:: What you will do ::
Using the records below, quote only the span that opens with the line containing "to register SIGTERM" and closes with the line containing "pub trait Subscribe", exactly and inclusively.

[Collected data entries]

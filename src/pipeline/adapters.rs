//! Stage adapter contracts.
//!
//! The pipeline treats search, download, upload and link materialization as
//! opaque calls that either produce a result or fail.

use super::error::AdapterError;
use crate::track_store::{ContentHandle, TrackMetadata};
use async_trait::async_trait;
use std::path::{Path, PathBuf};

/// Resolves a track to an item on the download-origin platform.
#[async_trait]
pub trait SearchAdapter: Send + Sync {
    /// Returns the source id of the best match.
    async fn search(
        &self,
        artist: &str,
        title: &str,
        target_duration_secs: u32,
    ) -> Result<String, AdapterError>;
}

/// Fetches a source item into a local artifact.
#[async_trait]
pub trait DownloadAdapter: Send + Sync {
    async fn download(&self, source_id: &str) -> Result<PathBuf, AdapterError>;
}

/// Delivers a local artifact to the delivery channel.
#[async_trait]
pub trait UploadAdapter: Send + Sync {
    async fn upload(
        &self,
        path: &Path,
        metadata: &TrackMetadata,
    ) -> Result<ContentHandle, AdapterError>;
}

/// Turns a durable content handle into a short-lived access link.
#[async_trait]
pub trait LinkResolver: Send + Sync {
    async fn resolve_link(&self, content_handle: &str) -> Result<String, AdapterError>;
}

/// A search result from the download-origin platform.
#[derive(Debug, Clone, PartialEq)]
pub struct SearchCandidate {
    pub id: String,
    pub title: String,
    /// Duration in seconds, if the platform reported one.
    pub duration: Option<f64>,
}

/// Pick the candidate whose duration is closest to the target.
///
/// Candidates without a duration, or longer than `max_duration_secs`, are
/// never selected. Ties keep the earlier candidate.
pub fn select_best_candidate(
    candidates: &[SearchCandidate],
    target_duration_secs: u32,
    max_duration_secs: u32,
) -> Option<&SearchCandidate> {
    let target = f64::from(target_duration_secs);
    let limit = f64::from(max_duration_secs);

    candidates
        .iter()
        .filter_map(|candidate| match candidate.duration {
            Some(duration) if duration.is_finite() && duration >= 0.0 && duration <= limit => {
                Some((candidate, (duration - target).abs()))
            }
            _ => None,
        })
        .fold(None, |best: Option<(&SearchCandidate, f64)>, (candidate, diff)| {
            match best {
                Some((_, best_diff)) if best_diff <= diff => best,
                _ => Some((candidate, diff)),
            }
        })
        .map(|(candidate, _)| candidate)
}

#[cfg(test)]
mod tests {
    use super::*;

    fn candidate(id: &str, duration: Option<f64>) -> SearchCandidate {
        SearchCandidate {
            id: id.to_string(),
            title: format!("video {}", id),
            duration,
        }
    }

    #[test]
    fn test_selects_closest_duration() {
        let candidates = vec![
            candidate("a", Some(180.0)),
            candidate("b", Some(200.0)),
            candidate("c", Some(500.0)),
            candidate("d", None),
        ];

        let best = select_best_candidate(&candidates, 195, 1200).unwrap();
        assert_eq!(best.id, "b");
    }

    #[test]
    fn test_excludes_over_threshold_even_if_closest() {
        let candidates = vec![
            candidate("long", Some(3600.0)),
            candidate("short", Some(100.0)),
        ];

        let best = select_best_candidate(&candidates, 3600, 1200).unwrap();
        assert_eq!(best.id, "short");
    }

    #[test]
    fn test_no_candidates_left() {
        let candidates = vec![candidate("long", Some(5000.0)), candidate("live", None)];

        assert!(select_best_candidate(&candidates, 200, 1200).is_none());
        assert!(select_best_candidate(&[], 200, 1200).is_none());
    }

    #[test]
    fn test_tie_keeps_first() {
        let candidates = vec![candidate("a", Some(190.0)), candidate("b", Some(210.0))];

        let best = select_best_candidate(&candidates, 200, 1200).unwrap();
        assert_eq!(best.id, "a");
    }

    #[test]
    fn test_threshold_is_inclusive() {
        let candidates = vec![candidate("edge", Some(1200.0))];

        assert_eq!(select_best_candidate(&candidates, 0, 1200).unwrap().id, "edge");
    }
}
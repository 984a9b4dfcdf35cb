mod versioned_schema;

pub use versioned_schema::{
    open_versioned, Column, SqlType, Table, VersionedSchema, BASE_DB_VERSION, DEFAULT_TIMESTAMP,
};
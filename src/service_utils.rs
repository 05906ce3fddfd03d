use tracing::{error, info};
use uuid::Uuid;

/// Random client id so parallel runs never kick each other off the broker.
pub fn client_id(prefix: &str) -> String {
    format!("{}_{}", prefix, Uuid::new_v4())
}

/// Resolves on SIGINT (Ctrl-C) or, on Unix, SIGTERM.
pub async fn shutdown_signal() {
    let ctrl_c = async {
        if let Err(e) = tokio::signal::ctrl_c().await {
            error!("Failed to handle termination signal: {:?}", e);
            std::future::pending::<()>().await;
        }
    };

    #[cfg(unix)]
    let terminate = async {
        match tokio::signal::unix::signal(tokio::signal::unix::SignalKind::terminate()) {
            Ok(mut sigterm) => {
                sigterm.recv().await;
            }
            Err(e) => {
                error!("Failed to register SIGTERM handler: {:?}", e);
                std::future::pending::<()>().await;
            }
        }
    };

    #[cfg(not(unix))]
    let terminate = std::future::pending::<()>();

    tokio::select! {
        _ = ctrl_c => {}
        _ = terminate => {}
    }

    info!("Subscriber is shutting down...");
}
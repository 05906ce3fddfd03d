use crate::error::SubscriberError;
use crate::models::{result_code, InboundMessage};
use log::debug;
use rumqttc::{AsyncClient, ClientError, ConnectReturnCode, QoS};
use std::io::Write;

/// Anything that can queue a SUBSCRIBE request without awaiting.
pub trait Subscribe {
    fn subscribe(&self, topic: &str, qos: QoS) -> Result<(), ClientError>;
}

impl Subscribe for AsyncClient {
    fn subscribe(&self, topic: &str, qos: QoS) -> Result<(), ClientError> {
        self.try_subscribe(topic, qos)
    }
}

/// Callbacks driven by the subscriber's event loop.
pub trait EventHandler {
    /// Called once the broker has answered the CONNECT.
    fn on_connect<C: Subscribe>(
        &mut self,
        code: ConnectReturnCode,
        client: &C,
    ) -> Result<(), SubscriberError>;

    /// Called for every PUBLISH received.
    fn on_message(&mut self, message: &InboundMessage) -> Result<(), SubscriberError>;
}

/// Prints connection and message lines to a writer (stdout in production).
pub struct ConsoleHandler<W> {
    out: W,
    topic: String,
    qos: QoS,
}

impl<W: Write> ConsoleHandler<W> {
    pub fn new(out: W, topic: impl Into<String>, qos: QoS) -> Self {
        Self {
            out,
            topic: topic.into(),
            qos,
        }
    }
}

impl<W: Write> EventHandler for ConsoleHandler<W> {
    fn on_connect<C: Subscribe>(
        &mut self,
        code: ConnectReturnCode,
        client: &C,
    ) -> Result<(), SubscriberError> {
        writeln!(self.out, "Connected with result code: {}", result_code(code))?;
        writeln!(self.out, "Subscribing to topic: {}", self.topic)?;
        self.out.flush()?;

        client
            .subscribe(&self.topic, self.qos)
            .map_err(|source| SubscriberError::Subscribe {
                topic: self.topic.clone(),
                source,
            })?;
        debug!("Subscribe request for '{}' queued.", self.topic);
        Ok(())
    }

    fn on_message(&mut self, message: &InboundMessage) -> Result<(), SubscriberError> {
        let text = message.text().map_err(|source| SubscriberError::Decode {
            topic: message.topic.clone(),
            source,
        })?;
        writeln!(self.out, "Received message: {}", text)?;
        self.out.flush()?;
        Ok(())
    }
}
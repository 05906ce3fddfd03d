use rumqttc::{ConnectReturnCode, Publish};
use std::str::Utf8Error;

/// A PUBLISH delivered on the subscription. The payload stays opaque until
/// the handler decodes it.
#[derive(Debug, Clone, PartialEq, Eq)]
pub struct InboundMessage {
    pub topic: String,
    pub payload: Vec<u8>,
}

impl InboundMessage {
    pub fn new(topic: impl Into<String>, payload: impl Into<Vec<u8>>) -> Self {
        Self {
            topic: topic.into(),
            payload: payload.into(),
        }
    }

    pub fn text(&self) -> Result<&str, Utf8Error> {
        std::str::from_utf8(&self.payload)
    }
}

impl From<Publish> for InboundMessage {
    fn from(publish: Publish) -> Self {
        Self::new(publish.topic, publish.payload.to_vec())
    }
}

/// Numeric CONNACK return code as defined by MQTT 3.1.1.
pub fn result_code(code: ConnectReturnCode) -> u8 {
    match code {
        ConnectReturnCode::Success => 0,
        ConnectReturnCode::RefusedProtocolVersion => 1,
        ConnectReturnCode::BadClientId => 2,
        ConnectReturnCode::ServiceUnavailable => 3,
        ConnectReturnCode::BadUserNamePassword => 4,
        ConnectReturnCode::NotAuthorized => 5,
    }
}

:: The answer ::
                error!("Failed to register SIGTERM handler: {:?}", e);
                std::future::pending::<()>().await;
            }
        }
    };

    #[cfg(not(unix))]
    let terminate = std::future::pending::<()>();

    tokio::select! {
        _ = ctrl_c => {}
        _ = terminate => {}
    }

    info!("Subscriber is shutting down...");
}
repository 05906ce3fddfd03d
use crate::error::SubscriberError;
use crate::models::{result_code, InboundMessage};
use log::debug;
use rumqttc::{AsyncClient, ClientError, ConnectReturnCode, QoS};
use std::io::Write;

/// Anything that can queue a SUBSCRIBE request without awaiting.
pub trait Subscribe {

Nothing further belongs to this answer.